BEX2通过Mcl-1调控Hedgehog通路维持大肠癌干细胞干性特征的分子机制研究

Studies have shown that colorectal cancer is closely related to colorectal cancer stem cells (CCSC). CCSC has the features of self-renewal, differentiation potential and strong tumorigenesis, and resistance to chemo-therapy drugs. Therefore, to clarify the mechanism involved in maintaining the characteristics of CCSC is important to target CCSC selectively. Our previous study had firstly found that silencing BEX2 can promote the stemness in CCSC , including forming colo-sphere, promoting metastasis, enhancing drug resistance and higher tumorigenesis, which indicates that BEX2 may be one of the important molecular promoting the stemness of CCSC. However, the molecular mechanisms are unknown. Based on our previous study that BEX2 maintains the CCSC stemness by regulating Hedgehog pathway, and the results that Mcl-1, a Hedgehog inhibiting protein, interacts with BEX2, we hypothesize that BEX2 regulates the Hedgehog pathway maintaining the CCSC stemness by Mcl-1. This project aims to further explore the biological functions of BEX2 in CCSC, and clarify the key binding site between BEX2 and Mcl-1 by multiple biological techniques such as molecular docking, gene mutation and fluorescence reporter gene system. By completing this project, we will able to provide a new target for CCSC target therapy.

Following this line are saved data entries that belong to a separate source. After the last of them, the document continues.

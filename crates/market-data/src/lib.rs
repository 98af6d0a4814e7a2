//! Floatwatch Market Data Crate
//!
//! This crate retrieves price histories and live listings for collectible
//! items from several independent marketplaces, and guarantees a usable
//! result even when every real source fails.
//!
//! # Overview
//!
//! The market data crate supports:
//! - Price history from Steam and CSFloat, keyed by market hash name
//! - Live CSFloat listings filtered by float range and def/paint index
//! - Buff163 goods history through a multi-variant retry cascade
//! - Deterministic synthetic fallback, always tagged as such
//!
//! # Architecture
//!
//! ```text
//! +------------------+     +------------------+
//! |  Message layer   | --> |   Dispatcher     |  (typed request routing)
//! +------------------+     +------------------+
//!                                  |
//!                                  v
//!                          +------------------+
//!                          |    Resolver      |  (name encoder, URL builder)
//!                          +------------------+
//!                                  |
//!                                  v
//!                          +------------------+
//!                          |    Provider      |  (Steam, CSFloat, Buff163)
//!                          +------------------+
//!                                  |
//!                      on failure  v
//!                          +------------------+
//!                          |  Retry cascade   |  (Buff163 only)
//!                          +------------------+
//!                                  |
//!                    on exhaustion v
//!                          +------------------+
//!                          |    Synthetic     |  (seeded generators)
//!                          +------------------+
//! ```
//!
//! # Core Types
//!
//! - [`Dispatcher`] - Single entry point returning a [`FetchResult`]
//! - [`FetchResult`] - `Real` or `Synthetic`; never hides which
//! - [`PricePoint`] - Timestamped price observation
//! - [`Listing`] - Marketplace listing, always sorted by price
//! - [`ActionRegistry`] - Action name to handler routing for inbound messages
//! - [`MarketDataError`] - Classified failures with a [`RetryClass`]
//!
//! # Type Aliases
//!
//! - [`ProviderId`] - Provider identifier (e.g., "STEAM", "CSFLOAT")

pub mod config;
pub mod errors;
pub mod http;
pub mod message;
pub mod models;
pub mod provider;
pub mod registry;
pub mod resolver;
pub mod synthetic;

pub use config::FetchConfig;
pub use errors::{MarketDataError, RetryClass};

// Re-export all public types from models
pub use models::{
    FetchResult, GoodsHistoryRequest, HistoryProvider, Listing, ListingFilters, ListingsRequest,
    PaintVariant, PriceHistoryRequest, PricePoint, ProviderId, SellerStatistics, SyntheticReason,
};

// Re-export resolver types
pub use resolver::{
    encode_market_hash_name, Endpoint, MarketHashEncoder, NameEncoder, ProviderUrlBuilder,
    UrlBuilder, UrlParams,
};

// Re-export transport types
pub use http::{HttpRequest, HttpResponse, HttpTransport, ReqwestTransport, StubTransport};

// Re-export provider types
pub use provider::buff163::Buff163Provider;
pub use provider::csfloat::CsFloatProvider;
pub use provider::steam::SteamProvider;
pub use provider::{MarketDataProvider, ProviderCapabilities, ProviderClient};

// Re-export registry types
pub use registry::{
    AttemptVariant, CascadeOutcome, Dispatcher, FetchDiagnostics, FetchPayload, FetchRequest,
    ProviderAttempt, RetryCascade,
};

// Re-export synthetic and message types
pub use message::{Action, ActionRegistry, MessageResponse};
pub use synthetic::{EntropySource, RandomSource, SeededSource};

研究表明大肠癌发生发展与大肠癌干细胞(CCSC)密切相关。CCSC具有自我更新能力、多向分化潜能、治疗抵抗及强致瘤性等干性特征，因此阐明维持CCSC干性特征分子机制是靶向清除CCSC的基础。我们前期研究首次发现BEX2沉默后可增强CCSC克隆球形成、转移侵袭、化疗耐药和致瘤性等干性特征，提示BEX2是维持CCSC干性特征的重要分子，但机制尚不明了。进一步研究发现BEX2通过调控Hedgehog通路维持CCSC干性特征，结合前期研究发现BEX2与Hedgehog通路抑制蛋白Mcl-1相互结合，提示BEX2通过Mcl-1调控Hedgehog通路维持CCSC干性特征。本课题拟在前期研究基础上，进一步完善BEX2在CCSC中的功能，利用分子对接、基因突变和荧光报告基因技术明确BEX2与Mcl-1的关键结合位点和调控方式，由此解析BEX2维持CCSC干性特征的分子机制，为CCSC靶向治疗提供新靶点。

前期研究发现BEX2沉默后可增强大肠癌干细胞克隆球形成、转移侵袭、化疗耐药和致瘤性等干性特征，提示BEX2是维持大肠癌干细胞干性特征的重要分子，在此基础上，我们进一步构建BEX2敲除及过表达肠癌细胞系，同时检测BEX2不同水平的肠癌细胞的干性性能，发现BEX2敲除细胞系克隆成球能力，迁移侵袭能力和化疗耐药性均增强，BEX2过表达后干性特性减弱，同时，体内实验中发现BEX2敲除细胞系皮下成瘤率更高，并且我们在肠癌组织中验证发现BEX2低表达的患者无病生存时间较高表达组更短。进一步通过高通量测序对比BEX2敲除前后肠癌细胞系的转录水平基因表达情况，我们利用GO分析、KEGG信号通路分析发现Hedgehog信号通路关键基因显著激活。接着，我们利用Hedgehog通路的抑制剂GDC0449作用于BEX2敲除肠癌细胞系后发现，GDC0449抑制剂可以逆转BEX2低表达对肠癌细胞干性特征的影响。在前期基础中我们通过酵母双杂交技术筛选提示MCL1与BEX2基因存在相互作用，本研究中进一步在肠癌细胞系中通过免疫共沉淀和免疫荧光定位的方法证实BEX2与MCL1存在相互作用，因此，我们成功构建MCL1-Flag质粒，并在BEX2低表达细胞系上构建Mcl1过表达细胞系，并通过使用CHX和MG132，证实BEX2可促进泛素-蛋白酶体介导的MCL1发生降解，而BEX2低表达肠癌细胞系中敲除MCL1后，发现敲除BEX2的肠癌细胞系低表达MCL1后可抑制其干性特征的表达，以上结果证明BEX2通过MCL1调控Hedgehog通路维持大肠癌干细胞干性特征，为BEX2调控肠癌细胞的干性特征提供理论依据，提示BEX2和MCL1可作为肠癌耐药的潜在治疗靶点，为肠癌诊治提供一种新的治疗方案。